Giant Sand was the primary outlet for the stylistic curveballs and sun-damaged songcraft of Howe Gelb, a Pennsylvania-born singer/guitarist who formed the four-piece Giant Sandworms after relocating to Tuscon, Arizona in the mid-'70s. After releasing the EP Will Wallow and Roam After the Ruin in 1980, Gelb fired everyone but bassist Scott Gerber (although founding guitarist Rainer Ptacek returned to the fold many times in the future) and started over as simply Giant Sand, essentially a one-man band backed by a revolving cast of players.

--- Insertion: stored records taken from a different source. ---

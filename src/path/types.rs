//! Structural path types
//!
//! A structural path locates a node from the document root by tag name and
//! 1-based index among same-tag siblings, e.g. `p[2]/b[1]`. Marker containers
//! never appear in a path and are never counted as siblings.

use std::fmt;

/// Tag identifier used for text leaves, as in XPath
pub const TEXT_TAG: &str = "text()";

/// A path from the document root to a node
#[derive(Debug, Clone, PartialEq, Eq, Hash, Default)]
pub struct StructuralPath {
    /// Segments from the root downwards; empty for the root itself
    pub segments: Vec<PathSegment>,
}

/// One step of a structural path
#[derive(Debug, Clone, PartialEq, Eq, Hash)]
pub struct PathSegment {
    /// Element tag name, or [`TEXT_TAG`] for text leaves
    pub tag: String,
    /// 1-based index among same-tag siblings
    pub index: usize,
}

impl StructuralPath {
    /// The root path
    pub fn root() -> Self {
        Self::default()
    }

    pub fn with_segments(segments: Vec<PathSegment>) -> Self {
        Self { segments }
    }

    pub fn push(&mut self, segment: PathSegment) {
        self.segments.push(segment);
    }

    pub fn is_root(&self) -> bool {
        self.segments.is_empty()
    }

    pub fn len(&self) -> usize {
        self.segments.len()
    }

    pub fn is_empty(&self) -> bool {
        self.segments.is_empty()
    }

    /// Longest run of leading segments shared with `other`
    pub fn common_prefix(&self, other: &StructuralPath) -> StructuralPath {
        let segments = self
            .segments
            .iter()
            .zip(other.segments.iter())
            .take_while(|(a, b)| a == b)
            .map(|(a, _)| a.clone())
            .collect();
        StructuralPath { segments }
    }
}

impl PathSegment {
    pub fn new(tag: impl Into<String>, index: usize) -> Self {
        Self {
            tag: tag.into(),
            index,
        }
    }

    pub fn text(index: usize) -> Self {
        Self::new(TEXT_TAG, index)
    }

    pub fn is_text(&self) -> bool {
        self.tag == TEXT_TAG
    }
}

impl fmt::Display for StructuralPath {
    fn fmt(&self, f: &mut fmt::Formatter<'_>) -> fmt::Result {
        for (i, segment) in self.segments.iter().enumerate() {
            if i > 0 {
                write!(f, "/")?;
            }
            write!(f, "{}", segment)?;
        }
        Ok(())
    }
}

impl fmt::Display for PathSegment {
    fn fmt(&self, f: &mut fmt::Formatter<'_>) -> fmt::Result {
        write!(f, "{}[{}]", self.tag, self.index)
    }
}
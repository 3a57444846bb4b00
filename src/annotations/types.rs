//! Annotation types
//!
//! The stored shape is the persistence contract:
//! `{"text": ..., "ranges": [{"start", "end", "startOffset", "endOffset"}]}`.

use serde::{Deserialize, Serialize};

use crate::range::{RawRange, SerializedRange};

/// A note attached to one or more ranges of the document
#[derive(Debug, Clone, PartialEq, Eq, Serialize, Deserialize)]
pub struct Annotation {
    /// Note text; empty for a bare highlight
    #[serde(default)]
    pub text: String,
    /// Anchors, fixed at registration
    #[serde(default)]
    pub ranges: Vec<SerializedRange>,
}

impl Annotation {
    pub fn new(text: impl Into<String>, ranges: Vec<SerializedRange>) -> Self {
        Self {
            text: text.into(),
            ranges,
        }
    }

    /// Annotation with no note text
    pub fn highlight(ranges: Vec<SerializedRange>) -> Self {
        Self::new(String::new(), ranges)
    }
}

/// Ranges handed to [`AnnotationStore::register`](super::AnnotationStore::register)
#[derive(Debug, Clone, PartialEq, Eq)]
pub enum AnnotationRanges<N> {
    /// Fresh selection ranges; normalized, highlighted and serialized
    Raw(Vec<RawRange<N>>),
    /// Previously stored ranges; resolved and highlighted, kept verbatim
    Serialized(Vec<SerializedRange>),
}
//! Range types
//!
//! The three shapes a selection takes on its way to storage: the raw
//! endpoint pair handed over by the selection provider, the normalized
//! leaf-to-leaf range, and the persistent path/offset form.

use serde::{Deserialize, Serialize};

use crate::dom::DocumentTree;
use crate::path::{parse, PathParseError, StructuralPath};

/// A point in the tree.
///
/// `offset` is a character offset for text leaves and a child index for
/// containers.
#[derive(Debug, Clone, Copy, PartialEq, Eq, Hash)]
pub struct Position<N> {
    pub node: N,
    pub offset: usize,
}

impl<N> Position<N> {
    pub fn new(node: N, offset: usize) -> Self {
        Self { node, offset }
    }
}

/// Endpoint pair as supplied by the selection provider
#[derive(Debug, Clone, Copy, PartialEq, Eq)]
pub struct RawRange<N> {
    pub start: Position<N>,
    pub end: Position<N>,
    /// Container believed to hold both endpoints; ignored if it does not
    pub common_ancestor: Option<N>,
}

impl<N: Copy + Eq> RawRange<N> {
    pub fn new(start: Position<N>, end: Position<N>) -> Self {
        Self {
            start,
            end,
            common_ancestor: None,
        }
    }

    pub fn with_common_ancestor(mut self, ancestor: N) -> Self {
        self.common_ancestor = Some(ancestor);
        self
    }

    /// Whether both endpoints are the same point
    pub fn is_collapsed(&self) -> bool {
        self.start == self.end
    }
}

/// A range whose endpoints are text leaves split exactly at its edges
#[derive(Debug, Clone, Copy, PartialEq, Eq)]
pub struct NormalizedRange<N> {
    /// First leaf, starting at the original start boundary
    pub start: N,
    /// Last leaf, ending at the original end boundary
    pub end: N,
    /// Container holding both leaves
    pub common_ancestor: N,
}

impl<N: Copy + Eq> NormalizedRange<N> {
    /// Leaves from `start` to `end` inclusive, in document order.
    ///
    /// Returns `None` if either endpoint is no longer under the common
    /// ancestor.
    pub fn covered_leaves<D: DocumentTree<Node = N>>(&self, doc: &D) -> Option<Vec<N>> {
        let leaves = doc.text_leaves(self.common_ancestor);
        let first = leaves.iter().position(|&leaf| leaf == self.start)?;
        let last = leaves.iter().position(|&leaf| leaf == self.end)?;
        let (lo, hi) = if first <= last {
            (first, last)
        } else {
            (last, first)
        };
        Some(leaves[lo..=hi].to_vec())
    }

    /// Concatenated text of the covered leaves
    pub fn text<D: DocumentTree<Node = N>>(&self, doc: &D) -> String {
        self.covered_leaves(doc)
            .unwrap_or_default()
            .into_iter()
            .filter_map(|leaf| doc.text(leaf))
            .collect()
    }
}

/// Persistent form of a range: two (path, character offset) pairs.
///
/// Paths are kept as the strings they were stored with so that loading and
/// dumping returns them untouched.
#[derive(Debug, Clone, PartialEq, Eq, Hash, Serialize, Deserialize)]
pub struct SerializedRange {
    /// Path of the start leaf's addressable ancestor
    pub start: String,
    /// Path of the end leaf's addressable ancestor
    pub end: String,
    /// Characters before the range start, under `start`
    #[serde(rename = "startOffset")]
    pub start_offset: usize,
    /// Characters up to the range end, under `end`
    #[serde(rename = "endOffset")]
    pub end_offset: usize,
}

impl SerializedRange {
    pub fn new(
        start: &StructuralPath,
        start_offset: usize,
        end: &StructuralPath,
        end_offset: usize,
    ) -> Self {
        Self {
            start: start.to_string(),
            end: end.to_string(),
            start_offset,
            end_offset,
        }
    }

    pub fn start_path(&self) -> Result<StructuralPath, PathParseError> {
        parse(&self.start)
    }

    pub fn end_path(&self) -> Result<StructuralPath, PathParseError> {
        parse(&self.end)
    }
}

/// Current selection as reported by the selection provider
#[derive(Debug, Clone, PartialEq, Eq)]
pub struct Selection<N> {
    pub ranges: Vec<RawRange<N>>,
    pub collapsed: bool,
}

impl<N: Copy + Eq> Selection<N> {
    pub fn new(ranges: Vec<RawRange<N>>, collapsed: bool) -> Self {
        Self { ranges, collapsed }
    }

    /// Single-range selection; collapsed if the range is
    pub fn from_range(range: RawRange<N>) -> Self {
        Self {
            collapsed: range.is_collapsed(),
            ranges: vec![range],
        }
    }

    pub fn empty() -> Self {
        Self {
            ranges: Vec::new(),
            collapsed: true,
        }
    }

    /// At least one range and not collapsed
    pub fn is_valid(&self) -> bool {
        !self.ranges.is_empty() && !self.collapsed
    }
}
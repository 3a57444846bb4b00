//! HTML processing module
//!
//! Highlight rendering into the document tree, plus XHTML loading and output
//! for the in-memory [`Document`](crate::dom::Document).

mod highlighter;
pub mod xhtml;

pub use highlighter::highlight;
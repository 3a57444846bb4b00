//! Range serialization
//!
//! Turns a normalized range into two (path, character offset) pairs. Each
//! endpoint is anchored to its nearest non-marker ancestor, and the offset is
//! counted over that ancestor's logical text, so the result does not change
//! when highlights are added or removed.

use super::types::{NormalizedRange, SerializedRange};
use crate::dom::DocumentTree;
use crate::error::{AnnotatorError, Result};
use crate::path::{PathResolver, StructuralPath};

/// Serialize a normalized range for storage
pub fn serialize<D: DocumentTree, R: PathResolver>(
    doc: &D,
    resolver: &R,
    range: &NormalizedRange<D::Node>,
) -> Result<SerializedRange> {
    let (start_path, start_offset) = anchor(doc, resolver, range.start)?;
    let (end_path, end_offset) = anchor(doc, resolver, range.end)?;

    Ok(SerializedRange::new(
        &start_path,
        start_offset,
        &end_path,
        end_offset + doc.text_len(range.end),
    ))
}

/// Path of the leaf's addressable ancestor, and the characters before the
/// leaf under it
fn anchor<D: DocumentTree, R: PathResolver>(
    doc: &D,
    resolver: &R,
    leaf: D::Node,
) -> Result<(StructuralPath, usize)> {
    let ancestor = doc.addressable_parent(leaf).ok_or_else(|| {
        AnnotatorError::InvalidRange(format!("leaf {:?} is not attached to the document", leaf))
    })?;

    let leaves = doc.text_leaves(ancestor);
    let index = leaves.iter().position(|&l| l == leaf).ok_or_else(|| {
        AnnotatorError::InvalidRange(format!("{:?} is not a text leaf", leaf))
    })?;
    let offset = leaves[..index].iter().map(|&l| doc.text_len(l)).sum();

    Ok((resolver.path_of(doc, ancestor), offset))
}

#[cfg(test)]
mod tests {
    use super::*;
    use crate::dom::Document;
    use crate::html::highlight;
    use crate::path::TreeWalker;
    use crate::range::{normalize, Position, RawRange};

    #[test]
    fn test_serialize_scenario() {
        let mut doc = Document::new("div");
        let p = doc.append_element(doc.root(), "p");
        let hello = doc.append_text(p, "Hello ");
        let b = doc.append_element(p, "b");
        let world = doc.append_text(b, "world");
        doc.append_text(p, "!");

        let raw = RawRange::new(Position::new(hello, 4), Position::new(world, 3));
        let range = normalize(&mut doc, &raw).unwrap();
        let serialized = serialize(&doc, &TreeWalker, &range).unwrap();

        assert_eq!(serialized.start, "p[1]");
        assert_eq!(serialized.start_offset, 4);
        assert_eq!(serialized.end, "p[1]/b[1]");
        assert_eq!(serialized.end_offset, 3);
    }

    #[test]
    fn test_serialize_stable_under_markers() {
        let mut doc = Document::new("div");
        let p = doc.append_element(doc.root(), "p");
        let text = doc.append_text(p, "The quick brown fox");

        let raw = RawRange::new(Position::new(text, 4), Position::new(text, 15));
        let range = normalize(&mut doc, &raw).unwrap();
        let before = serialize(&doc, &TreeWalker, &range).unwrap();

        highlight(&mut doc, &range).unwrap();
        let after = serialize(&doc, &TreeWalker, &range).unwrap();

        assert_eq!(before, after);
        assert_eq!(after.start, after.end);
        assert_eq!(after.end_offset - after.start_offset, "quick brown".len());
    }

    #[test]
    fn test_serialize_counts_marked_leaves_once() {
        let mut doc = Document::new("div");
        let p = doc.append_element(doc.root(), "p");
        let first = doc.append_text(p, "abc");
        let second = doc.append_text(p, "def");
        doc.wrap_in_marker(first).unwrap();

        let range = NormalizedRange {
            start: second,
            end: second,
            common_ancestor: p,
        };
        let serialized = serialize(&doc, &TreeWalker, &range).unwrap();
        assert_eq!(serialized.start_offset, 3);
        assert_eq!(serialized.end_offset, 6);
    }
}
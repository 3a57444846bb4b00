//! Annotation module
//!
//! Keeps the list of annotations and drives the anchoring pipeline for them.
//!
//! # Flows
//!
//! - Create: raw selection → normalize → highlight + serialize → append
//! - Load: stored range → deserialize → highlight → append (ranges verbatim)
//! - Clear: unwrap every marker, drop every annotation

mod store;
mod types;

pub use store::AnnotationStore;
pub use types::{Annotation, AnnotationRanges};
//! One-line maximum report.
//!
//! # Responsibility
//! - Keep both inputs next to the computed maximum.
//! - Render the human-readable line printed by the CLI.
//!
//! # Invariants
//! - `max` always equals `max(first, second)`; fields are private and the
//!   constructor is the only way to build a report.

use crate::max::max;
use log::debug;
use serde::Serialize;
use std::fmt::{Display, Formatter};

/// Both inputs of a comparison together with the selected maximum.
#[derive(Debug, Clone, Copy, PartialEq, Eq, Serialize)]
pub struct MaxReport<T> {
    first: T,
    second: T,
    max: T,
}

impl<T: Ord + Clone + Display> MaxReport<T> {
    /// Compares `first` and `second` once and records the result.
    pub fn new(first: T, second: T) -> Self {
        let max = max(first.clone(), second.clone());
        debug!(
            "event=max_computed module=report status=ok first={} second={} max={}",
            first, second, max
        );
        Self { first, second, max }
    }
}

impl<T> MaxReport<T> {
    /// First input, as passed to [`MaxReport::new`].
    pub fn first(&self) -> &T {
        &self.first
    }

    /// Second input; also the maximum when the inputs are equal.
    pub fn second(&self) -> &T {
        &self.second
    }

    /// The selected maximum.
    pub fn max(&self) -> &T {
        &self.max
    }
}

impl<T: Display> Display for MaxReport<T> {
    fn fmt(&self, f: &mut Formatter<'_>) -> std::fmt::Result {
        write!(
            f,
            "The maximum of {} and {} is: {}",
            self.first, self.second, self.max
        )
    }
}

/// Renders the report line for two values without a trailing newline.
pub fn render_line<T: Ord + Clone + Display>(first: T, second: T) -> String {
    MaxReport::new(first, second).to_string()
}

#[cfg(test)]
mod tests {
    use super::{render_line, MaxReport};

    #[test]
    fn new_keeps_inputs_and_max() {
        let report = MaxReport::new(2, 4);
        assert_eq!(*report.first(), 2);
        assert_eq!(*report.second(), 4);
        assert_eq!(*report.max(), 4);
    }

    #[test]
    fn display_uses_stable_wording() {
        assert_eq!(render_line(2, 4), "The maximum of 2 and 4 is: 4");
    }

    // Ordered and displayable, but deliberately without `Debug`.
    #[derive(Clone, PartialEq, Eq, PartialOrd, Ord)]
    struct Score(u8);

    impl std::fmt::Display for Score {
        fn fmt(&self, f: &mut std::fmt::Formatter<'_>) -> std::fmt::Result {
            write!(f, "{} pts", self.0)
        }
    }

    #[test]
    fn reports_types_without_debug() {
        assert_eq!(
            render_line(Score(3), Score(9)),
            "The maximum of 3 pts and 9 pts is: 9 pts"
        );
    }

    #[test]
    fn display_has_no_newline() {
        assert!(!render_line(-1, -5).contains('\n'));
    }
}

The first Giant Sand LP, 1985's Valley of Rain, earned Gelb comparisons to Neil Young for his reedy vocals and country-flavored, grungy guitar aesthetic; like Young, Gelb also proved to be a restless creative spirit, a notice served by 1986's Ballad of a Thin Line Man, an acoustic effort that featured the harmony vocals of ex-Go-Go (and Gelb's then-girlfriend) Paula Jean Brown. In 1988, Giant Sand issued a pair of new LPs, the equally diffuse Storm and The Love Songs.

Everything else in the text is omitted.